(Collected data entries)
————

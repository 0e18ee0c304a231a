//! Text rendering of the side panel for terminal preview.

use box_core::geometry::PanelGeometry;
use box_core::Summary;

/// Render the panel outline, post lines (`:`) and drill holes (`o`) on a
/// character grid `columns` wide. Rows keep the panel's aspect ratio with
/// the usual 2:1 terminal cell correction.
pub fn render_panel(panel: &PanelGeometry, columns: usize) -> String {
    let columns = columns.max(8);
    let width = panel.width_mm();
    let height = panel.height_mm();
    let rows = ((height / width) * columns as f64 / 2.0).round().max(4.0) as usize;

    let col_of = |x: f64| ((x / width) * (columns - 1) as f64).round() as usize;
    // row 0 is the top edge
    let row_of = |y: f64| rows - 1 - ((y / height) * (rows - 1) as f64).round() as usize;

    let mut grid = vec![vec![' '; columns]; rows];

    for line in &panel.post_lines {
        let c = col_of(line.start.x);
        for row in grid.iter_mut() {
            row[c] = ':';
        }
    }
    for hole in &panel.drill_holes {
        grid[row_of(hole.center.y)][col_of(hole.center.x)] = 'o';
    }
    for (r, row) in grid.iter_mut().enumerate() {
        let edge = r == 0 || r == rows - 1;
        for (c, cell) in row.iter_mut().enumerate() {
            let side = c == 0 || c == columns - 1;
            *cell = match (edge, side) {
                (true, true) => '+',
                (true, false) => '-',
                (false, true) if *cell == 'o' => 'o',
                (false, true) => '|',
                (false, false) => *cell,
            };
        }
    }

    let mut out: String = grid
        .into_iter()
        .map(|row| row.into_iter().collect::<String>() + "\n")
        .collect();
    out.push_str(&position_labels(panel, columns, &col_of));
    out
}

/// One row of post x labels, skipping labels that would overlap.
fn position_labels(panel: &PanelGeometry, columns: usize, col_of: &dyn Fn(f64) -> usize) -> String {
    let mut line = vec![' '; columns + 8];
    let mut next_free = 0;
    for post in &panel.post_lines {
        let label = format!("{}", post.start.x.trunc() as u64);
        let start = col_of(post.start.x).saturating_sub(label.len() / 2);
        if start < next_free || start + label.len() > line.len() {
            continue;
        }
        for (i, ch) in label.chars().enumerate() {
            line[start + i] = ch;
        }
        next_free = start + label.len() + 1;
    }
    let text: String = line.into_iter().collect();
    format!("{}\n", text.trim_end())
}

/// Drill schedule, e.g. `10 holes per post at 200, 400, ... 2000 mm`.
pub fn drill_schedule(panel: &PanelGeometry) -> String {
    let heights: Vec<String> = panel
        .holes_on_post(0)
        .map(|h| format!("{}", h.center.y))
        .collect();
    match heights.len() {
        0 => "No drill holes (panel lower than one interval)".to_string(),
        n => format!("{} holes per post at {} mm", n, heights.join(", ")),
    }
}

pub fn post_table(summary: &Summary) -> String {
    summary
        .post_positions_mm
        .iter()
        .enumerate()
        .map(|(i, x)| format!("  P{:<3} x = {:>5} mm", i + 1, x))
        .collect::<Vec<_>>()
        .join("\n")
}

#[cfg(test)]
mod tests {
    use super::*;
    use box_core::{decompose, BoxSpec, DesignSettings};

    fn reference() -> (PanelGeometry, Summary) {
        let result = decompose(&BoxSpec::default(), &DesignSettings::default()).unwrap();
        let summary = result.summary();
        (result.panel, summary)
    }

    #[test]
    fn test_render_has_frame_and_posts() {
        let (panel, _) = reference();
        let text = render_panel(&panel, 60);
        let first = text.lines().next().unwrap();
        assert!(first.starts_with('+'));
        assert!(first.ends_with('+'));
        assert!(text.contains(':'));
        assert!(text.contains('o'));
        assert!(text.contains("4200"));
    }

    #[test]
    fn test_drill_schedule() {
        let (panel, _) = reference();
        let schedule = drill_schedule(&panel);
        assert!(schedule.starts_with("10 holes per post"));
        assert!(schedule.contains("2000"));
        assert!(!schedule.contains("2100"));
    }

    #[test]
    fn test_post_table_rows() {
        let (_, summary) = reference();
        assert_eq!(post_table(&summary).lines().count(), 8);
    }
}
//! Hardware-independent half of the ARP offload demo.
//!
//! A browser drives the device through four pages. The sleep page hands a
//! [`sleep::SleepRequest`] to the suspend worker, which suspends the network
//! stack once the link has been quiet long enough; the radio keeps answering
//! ARP in the meantime so the host can stay in deep sleep until real traffic
//! arrives.

#![cfg_attr(not(test), no_std)]

pub mod app;
pub mod buffer;
pub mod config;
pub mod connection;
mod error;
pub mod http;
pub mod pages;
pub mod panel;
pub mod sleep;
pub mod stats;

#[cfg(test)]
mod mock;

pub use app::AppContext;
pub use error::{Error, Result};
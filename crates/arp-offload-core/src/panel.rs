//! The HTTP control surface: resource registration and request dispatch.

use core::net::Ipv4Addr;

use embedded_io_async::{Read, Write};
use heapless::Vec;
use log::{debug, error, info, warn};

use crate::app::AppContext;
use crate::buffer::{RequestBuffer, ResponseBuffer};
use crate::config::{HTTP_BYTES_LEN, MAX_RESOURCES, REQUEST_BYTES_LEN};
use crate::http::{read_request, write_response, Method, Request, Status};
use crate::pages::{render_sleep, render_stats, render_wake, INDEX_PAGE};
use crate::stats::CpuStatsSource;
use crate::{Error, Result};

#[derive(Debug, Clone, Copy, PartialEq, Eq)]
pub enum Page {
    /// Renders the wake link, then raises the sleep request.
    Sleep,
    Stats,
    Wake,
}

#[derive(Debug, Clone, Copy, PartialEq, Eq)]
pub enum Content {
    Static(&'static str),
    Dynamic(Page),
}

#[derive(Debug, Clone, Copy, PartialEq, Eq)]
pub struct Resource {
    pub path: &'static str,
    pub content_type: &'static str,
    pub content: Content,
}

pub struct ResourceTable<const N: usize> {
    resources: Vec<Resource, N>,
}

impl<const N: usize> Default for ResourceTable<N> {
    fn default() -> Self {
        Self::new()
    }
}

impl<const N: usize> ResourceTable<N> {
    pub const fn new() -> Self {
        Self {
            resources: Vec::new(),
        }
    }

    pub fn register(
        &mut self,
        path: &'static str,
        content_type: &'static str,
        content: Content,
    ) -> Result<()> {
        if !path.starts_with('/') || self.find(path).is_some() {
            error!("Registering HTTP page resource '{}' failed: invalid or duplicate path", path);
            return Err(Error::Registration);
        }
        let resource = Resource {
            path,
            content_type,
            content,
        };
        if self.resources.push(resource).is_err() {
            error!("Registering HTTP page resource '{}' failed: table is full", path);
            return Err(Error::Registration);
        }
        Ok(())
    }

    pub fn find(&self, path: &str) -> Option<&Resource> {
        self.resources.iter().find(|r| r.path == path)
    }
}

impl ResourceTable<MAX_RESOURCES> {
    /// The four pages of the control panel.
    pub fn control_panel() -> Result<Self> {
        let mut table = Self::new();
        table.register("/", "text/html", Content::Static(INDEX_PAGE))?;
        table.register("/sleep", "text/html", Content::Dynamic(Page::Sleep))?;
        table.register("/stats", "text/html", Content::Dynamic(Page::Stats))?;
        table.register("/wake", "text/html", Content::Dynamic(Page::Wake))?;
        Ok(table)
    }
}

/// What the dynamic pages need to know about the running device.
pub trait PanelState: CpuStatsSource {
    fn ip_address(&self) -> Option<Ipv4Addr>;

    fn app(&self) -> &AppContext;
}

pub struct ControlPanel<'a, P, const N: usize, const B: usize = HTTP_BYTES_LEN> {
    table: &'a ResourceTable<N>,
    state: &'a P,
}

impl<'a, P: PanelState, const N: usize> ControlPanel<'a, P, N> {
    pub fn new(table: &'a ResourceTable<N>, state: &'a P) -> Self {
        Self { table, state }
    }
}

impl<'a, P: PanelState, const N: usize, const B: usize> ControlPanel<'a, P, N, B> {
    /// A panel whose dynamic pages are bounded by `B` bytes.
    pub fn with_buffer_size(table: &'a ResourceTable<N>, state: &'a P) -> Self {
        Self { table, state }
    }

    /// Serves a single connection: reads the request and answers it.
    pub async fn serve<S: Read + Write>(&self, socket: &mut S) -> Result<Status> {
        let mut request_buffer = RequestBuffer::<REQUEST_BYTES_LEN>::new();
        read_request(socket, &mut request_buffer).await?;
        let request = Request::parse(request_buffer.buffer())?;
        info!("{:?} {}", request.method, request.path);
        self.handle(socket, &request).await
    }

    /// Answers a parsed request. A page that does not fit the response
    /// buffer is not written at all.
    pub async fn handle<S: Write>(&self, socket: &mut S, request: &Request<'_>) -> Result<Status> {
        let Some(resource) = self.table.find(request.path) else {
            write_response(socket, Status::NotFound, None, b"").await?;
            return Ok(Status::NotFound);
        };
        if !matches!(request.method, Method::Get | Method::Post) {
            write_response(socket, Status::MethodNotAllowed, None, b"").await?;
            return Ok(Status::MethodNotAllowed);
        }

        match resource.content {
            Content::Static(body) => {
                write_response(socket, Status::Ok, Some(resource.content_type), body.as_bytes())
                    .await?;
                Ok(Status::Ok)
            }
            Content::Dynamic(page) => {
                let result = self.dynamic(socket, resource, page).await;
                if page == Page::Sleep {
                    self.state.app().sleep_request.raise();
                }
                result
            }
        }
    }

    async fn dynamic<S: Write>(
        &self,
        socket: &mut S,
        resource: &Resource,
        page: Page,
    ) -> Result<Status> {
        let mut buf = ResponseBuffer::<B>::new();
        match page {
            Page::Sleep => render_sleep(self.ip_address(), &mut buf)?,
            Page::Stats => {
                let cpu = self.state.cpu_stats();
                let ledger = &self.state.app().ledger;
                render_stats(cpu.as_ref(), ledger.total(), ledger.count(), &mut buf)?
            }
            Page::Wake => {
                render_wake(self.ip_address(), &mut buf)?;
                debug!(
                    "wake response: {}",
                    core::str::from_utf8(buf.buffer()).unwrap_or("")
                );
            }
        }
        write_response(socket, Status::Ok, Some(resource.content_type), buf.buffer()).await?;
        Ok(Status::Ok)
    }

    fn ip_address(&self) -> Ipv4Addr {
        self.state.ip_address().unwrap_or_else(|| {
            warn!("No IP address assigned");
            Ipv4Addr::UNSPECIFIED
        })
    }
}
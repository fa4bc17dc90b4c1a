//! Scripted stand-ins for the socket, the station interface and the network
//! stack.

use std::cell::Cell;
use std::collections::VecDeque;
use std::string::String;
use std::vec::Vec;

use core::net::Ipv4Addr;

use embassy_time::{Duration, Instant, Timer};
use embedded_io_async::{ErrorKind, ErrorType, Read, Write};

use crate::app::AppContext;
use crate::config::SecurityMode;
use crate::connection::{ConnectionStatus, IpConfig, StationInterface};
use crate::panel::PanelState;
use crate::sleep::NetworkActivity;
use crate::stats::{CpuStats, CpuStatsSource};

/// In-memory socket: replays the given segments on read, records writes.
pub struct MockStream {
    incoming: VecDeque<Vec<u8>>,
    written: Vec<u8>,
    fail_writes: bool,
}

impl MockStream {
    pub fn new(segments: &[&[u8]]) -> Self {
        Self {
            incoming: segments.iter().map(|s| s.to_vec()).collect(),
            written: Vec::new(),
            fail_writes: false,
        }
    }

    pub fn failing_writes(mut self) -> Self {
        self.fail_writes = true;
        self
    }

    pub fn written(&self) -> &[u8] {
        &self.written
    }

    pub fn written_str(&self) -> String {
        String::from_utf8_lossy(&self.written).into_owned()
    }
}

impl ErrorType for MockStream {
    type Error = ErrorKind;
}

impl Read for MockStream {
    async fn read(&mut self, buf: &mut [u8]) -> Result<usize, Self::Error> {
        let Some(segment) = self.incoming.front_mut() else {
            return Ok(0);
        };
        let n = segment.len().min(buf.len());
        buf[..n].copy_from_slice(&segment[..n]);
        if n == segment.len() {
            let _ = self.incoming.pop_front();
        } else {
            let _ = segment.drain(..n);
        }
        Ok(n)
    }
}

impl Write for MockStream {
    async fn write(&mut self, buf: &[u8]) -> Result<usize, Self::Error> {
        if self.fail_writes {
            return Err(ErrorKind::ConnectionReset);
        }
        self.written.extend_from_slice(buf);
        Ok(buf.len())
    }
}

/// Station interface with a fixed starting state. A successful join moves it
/// to `GlobalUp`.
pub struct MockStation {
    status: ConnectionStatus,
    fail_join: bool,
    calls: Cell<usize>,
    joins: usize,
    last_ssid: Option<String>,
}

impl MockStation {
    pub fn new(status: ConnectionStatus) -> Self {
        Self {
            status,
            fail_join: false,
            calls: Cell::new(0),
            joins: 0,
            last_ssid: None,
        }
    }

    pub fn failing_join(mut self) -> Self {
        self.fail_join = true;
        self
    }

    /// Calls of any kind made on the interface.
    pub fn calls(&self) -> usize {
        self.calls.get()
    }

    pub fn joins(&self) -> usize {
        self.joins
    }

    pub fn last_ssid(&self) -> Option<String> {
        self.last_ssid.clone()
    }

    fn touch(&self) {
        self.calls.set(self.calls.get() + 1);
    }
}

impl StationInterface for MockStation {
    type Error = &'static str;

    fn status(&self) -> ConnectionStatus {
        self.touch();
        self.status
    }

    async fn join(
        &mut self,
        ssid: &str,
        _passphrase: &str,
        _security: SecurityMode,
    ) -> Result<(), Self::Error> {
        self.touch();
        self.joins += 1;
        self.last_ssid = Some(ssid.into());
        if self.fail_join {
            return Err("association rejected");
        }
        self.status = ConnectionStatus::GlobalUp;
        Ok(())
    }

    fn mac_address(&self) -> [u8; 6] {
        self.touch();
        [0x02, 0x00, 0x00, 0x12, 0x34, 0x56]
    }

    fn ip_config(&self) -> Option<IpConfig> {
        self.touch();
        self.status.is_up().then_some(IpConfig {
            address: Ipv4Addr::new(10, 0, 0, 7),
            netmask: Ipv4Addr::new(255, 255, 255, 0),
            gateway: Some(Ipv4Addr::new(10, 0, 0, 1)),
        })
    }

    async fn rssi(&mut self) -> Option<i8> {
        self.touch();
        Some(-48)
    }
}

/// Traffic pattern seen by [`MockNetwork`] while awake.
pub enum Traffic {
    /// No frames at all.
    Quiet,
    /// A frame every period, forever.
    Busy(Duration),
    /// A frame every period until the deadline, silence afterwards.
    Burst { until: Instant, period: Duration },
}

impl Traffic {
    pub fn burst(length: Duration, period: Duration) -> Self {
        Traffic::Burst {
            until: Instant::now() + length,
            period,
        }
    }
}

pub struct MockNetwork {
    traffic: Traffic,
    suspended: bool,
    /// Suspend calls to refuse, as if a frame had just arrived.
    late_frames: usize,
    pub suspends: usize,
    pub resumes: usize,
}

impl MockNetwork {
    /// Delay before the wake-up frame arrives while suspended.
    pub const WAKE_AFTER: Duration = Duration::from_millis(30);

    pub fn new(traffic: Traffic) -> Self {
        Self {
            traffic,
            suspended: false,
            late_frames: 0,
            suspends: 0,
            resumes: 0,
        }
    }

    pub fn with_late_frames(mut self, count: usize) -> Self {
        self.late_frames = count;
        self
    }
}

impl NetworkActivity for MockNetwork {
    async fn activity(&mut self) {
        if self.suspended {
            Timer::after(Self::WAKE_AFTER).await;
            return;
        }
        match self.traffic {
            Traffic::Quiet => core::future::pending().await,
            Traffic::Busy(period) => Timer::after(period).await,
            Traffic::Burst { until, period } => {
                if Instant::now() < until {
                    Timer::after(period).await
                } else {
                    core::future::pending().await
                }
            }
        }
    }

    fn suspend(&mut self) -> bool {
        if self.late_frames > 0 {
            self.late_frames -= 1;
            return false;
        }
        self.suspended = true;
        self.suspends += 1;
        true
    }

    fn resume(&mut self) {
        self.suspended = false;
        self.resumes += 1;
    }
}

pub struct MockState {
    pub app: AppContext,
    address: Option<Ipv4Addr>,
    cpu: Option<CpuStats>,
}

impl MockState {
    pub fn new() -> Self {
        Self {
            app: AppContext::new(),
            address: Some(Ipv4Addr::new(10, 0, 0, 7)),
            cpu: None,
        }
    }

    pub fn with_cpu_stats(mut self, cpu: CpuStats) -> Self {
        self.cpu = Some(cpu);
        self
    }

    pub fn without_address(mut self) -> Self {
        self.address = None;
        self
    }
}

impl CpuStatsSource for MockState {
    fn cpu_stats(&self) -> Option<CpuStats> {
        self.cpu
    }
}

impl PanelState for MockState {
    fn ip_address(&self) -> Option<Ipv4Addr> {
        self.address
    }

    fn app(&self) -> &AppContext {
        &self.app
    }
}
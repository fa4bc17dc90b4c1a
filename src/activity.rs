//! Activity tracking between the Wi-Fi driver and embassy-net.
//!
//! [`ActivityDevice`] sits under the network stack and reports every frame
//! that is actually received or transmitted to a [`NetGate`]. While the gate is
//! suspended, transmit tokens are withheld so the stack stays quiet; received
//! frames still pass and wake the suspend worker.

use core::sync::atomic::{AtomicBool, Ordering};
use core::task::Context;

use arp_offload_core::sleep::NetworkActivity;
use embassy_net_driver::{Capabilities, Driver, HardwareAddress, LinkState, RxToken, TxToken};
use embassy_sync::blocking_mutex::raw::CriticalSectionRawMutex;
use embassy_sync::signal::Signal;
use embassy_sync::waitqueue::AtomicWaker;

pub struct NetGate {
    suspended: AtomicBool,
    activity: Signal<CriticalSectionRawMutex, ()>,
    tx_waker: AtomicWaker,
}

impl Default for NetGate {
    fn default() -> Self {
        Self::new()
    }
}

impl NetGate {
    pub const fn new() -> Self {
        Self {
            suspended: AtomicBool::new(false),
            activity: Signal::new(),
            tx_waker: AtomicWaker::new(),
        }
    }

    pub fn is_suspended(&self) -> bool {
        self.suspended.load(Ordering::Acquire)
    }

    fn note_activity(&self) {
        self.activity.signal(());
    }
}

pub struct ActivityDevice<D> {
    inner: D,
    gate: &'static NetGate,
}

impl<D: Driver> ActivityDevice<D> {
    pub fn new(inner: D, gate: &'static NetGate) -> Self {
        Self { inner, gate }
    }

    pub fn mac_address(&self) -> [u8; 6] {
        match self.inner.hardware_address() {
            HardwareAddress::Ethernet(mac) => mac,
            _ => [0; 6],
        }
    }
}

pub struct ActivityRx<T> {
    inner: T,
    gate: &'static NetGate,
}

impl<T: RxToken> RxToken for ActivityRx<T> {
    fn consume<R, F>(self, f: F) -> R
    where
        F: FnOnce(&mut [u8]) -> R,
    {
        self.gate.note_activity();
        self.inner.consume(f)
    }
}

pub struct ActivityTx<T> {
    inner: T,
    gate: &'static NetGate,
}

impl<T: TxToken> TxToken for ActivityTx<T> {
    fn consume<R, F>(self, len: usize, f: F) -> R
    where
        F: FnOnce(&mut [u8]) -> R,
    {
        self.gate.note_activity();
        self.inner.consume(len, f)
    }
}

impl<D: Driver> Driver for ActivityDevice<D> {
    type RxToken<'a>
        = ActivityRx<D::RxToken<'a>>
    where
        Self: 'a;
    type TxToken<'a>
        = ActivityTx<D::TxToken<'a>>
    where
        Self: 'a;

    fn receive(&mut self, cx: &mut Context<'_>) -> Option<(Self::RxToken<'_>, Self::TxToken<'_>)> {
        let gate = self.gate;
        self.inner.receive(cx).map(|(rx, tx)| {
            (
                ActivityRx { inner: rx, gate },
                ActivityTx { inner: tx, gate },
            )
        })
    }

    fn transmit(&mut self, cx: &mut Context<'_>) -> Option<Self::TxToken<'_>> {
        if self.gate.is_suspended() {
            self.gate.tx_waker.register(cx.waker());
            return None;
        }
        let gate = self.gate;
        self.inner
            .transmit(cx)
            .map(|tx| ActivityTx { inner: tx, gate })
    }

    fn link_state(&mut self, cx: &mut Context<'_>) -> LinkState {
        self.inner.link_state(cx)
    }

    fn capabilities(&self) -> Capabilities {
        self.inner.capabilities()
    }

    fn hardware_address(&self) -> HardwareAddress {
        self.inner.hardware_address()
    }
}

/// [`NetworkActivity`] backed by the frames seen by [`ActivityDevice`].
pub struct WifiActivity {
    gate: &'static NetGate,
}

impl WifiActivity {
    pub fn new(gate: &'static NetGate) -> Self {
        Self { gate }
    }
}

impl NetworkActivity for WifiActivity {
    async fn activity(&mut self) {
        self.gate.activity.wait().await
    }

    fn suspend(&mut self) -> bool {
        self.gate.suspended.store(true, Ordering::Release);
        // A frame seen after the quiet window but before the store above.
        if self.gate.activity.signaled() {
            self.gate.activity.reset();
            self.resume();
            return false;
        }
        true
    }

    fn resume(&mut self) {
        self.gate.suspended.store(false, Ordering::Release);
        self.gate.tx_waker.wake();
    }
}
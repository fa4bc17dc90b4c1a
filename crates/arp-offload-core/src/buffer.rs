use core::fmt::Write;

/// Holds the head of an incoming request.
pub struct RequestBuffer<const S: usize> {
    buf: [u8; S],
    len: usize,
}

impl<const S: usize> Default for RequestBuffer<S> {
    fn default() -> Self {
        Self::new()
    }
}

impl<const S: usize> RequestBuffer<S> {
    pub fn new() -> Self {
        Self { buf: [0; S], len: 0 }
    }

    /// Bytes received so far.
    pub fn buffer(&self) -> &[u8] {
        &self.buf[..self.len]
    }

    /// Free space after the received bytes.
    pub fn spare_mut(&mut self) -> &mut [u8] {
        &mut self.buf[self.len..]
    }

    pub fn advance(&mut self, n: usize) {
        self.len = (self.len + n).min(S);
    }

    pub fn is_full(&self) -> bool {
        self.len == S
    }
}

/// Fixed-capacity response body. Writes that would not fit are refused as a
/// whole, nothing is partially copied.
pub struct ResponseBuffer<const S: usize> {
    data: [u8; S],
    pos: usize,
}

impl<const S: usize> Default for ResponseBuffer<S> {
    fn default() -> Self {
        Self::new()
    }
}

impl<const S: usize> ResponseBuffer<S> {
    pub fn new() -> Self {
        Self { data: [0; S], pos: 0 }
    }

    pub fn buffer(&self) -> &[u8] {
        &self.data[..self.pos]
    }

    pub fn len(&self) -> usize {
        self.pos
    }

    pub fn is_empty(&self) -> bool {
        self.pos == 0
    }

    pub fn clear(&mut self) {
        self.pos = 0;
    }

    pub fn write(&mut self, bytes: &[u8]) -> core::fmt::Result {
        if (self.pos + bytes.len()) > self.data.len() {
            return Err(core::fmt::Error);
        }
        self.data[self.pos..(self.pos + bytes.len())].copy_from_slice(bytes);
        self.pos += bytes.len();
        Ok(())
    }
}

impl<const S: usize> Write for ResponseBuffer<S> {
    fn write_str(&mut self, in_str: &str) -> core::fmt::Result {
        self.write(in_str.as_bytes())
    }
}
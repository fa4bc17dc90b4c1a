use core::fmt;

/// Errors raised by the connection manager and the HTTP control surface.
#[derive(Debug, Clone, Copy, PartialEq, Eq)]
pub enum Error {
    /// A required credential was not provided.
    InvalidArgument,
    /// Joining the access point failed or the link is in an unusable state.
    Connection,
    /// The join succeeded but no address was assigned in time.
    Timeout,
    /// Formatted content does not fit the response buffer.
    BufferOverflow,
    /// The HTTP stream refused the response.
    WriteFailure,
    /// The request could not be read or parsed.
    Request,
    /// A resource could not be added to the resource table.
    Registration,
}

impl fmt::Display for Error {
    fn fmt(&self, f: &mut fmt::Formatter<'_>) -> fmt::Result {
        let msg = match self {
            Error::InvalidArgument => "invalid argument",
            Error::Connection => "connection error",
            Error::Timeout => "timed out waiting for an address",
            Error::BufferOverflow => "response exceeds the buffer size",
            Error::WriteFailure => "failed to write HTTP response",
            Error::Request => "malformed HTTP request",
            Error::Registration => "resource registration failed",
        };
        f.write_str(msg)
    }
}

impl core::error::Error for Error {}

pub type Result<T> = core::result::Result<T, Error>;
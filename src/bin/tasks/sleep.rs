use arp_offload::activity::{NetGate, WifiActivity};
use arp_offload_core::config::SleepPolicy;
use arp_offload_core::sleep::SleepWorker;
use arp_offload_core::AppContext;
use log::info;

#[embassy_executor::task]
pub async fn task_loop(app: &'static AppContext, gate: &'static NetGate) {
    info!("Starting sleep worker");
    let mut worker = SleepWorker::new(app, WifiActivity::new(gate), SleepPolicy::default());
    worker.run().await
}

————

• **PROBLEM TO WORK ON**
From the data above, show each line that contains "RxToken".

• **RESULT FOR THIS TASK**
use embassy_net_driver::{Capabilities, Driver, HardwareAddress, LinkState, RxToken, TxToken};
impl<T: RxToken> RxToken for ActivityRx<T> {
    type RxToken<'a>
        = ActivityRx<D::RxToken<'a>>
    fn receive(&mut self, cx: &mut Context<'_>) -> Option<(Self::RxToken<'_>, Self::TxToken<'_>)> {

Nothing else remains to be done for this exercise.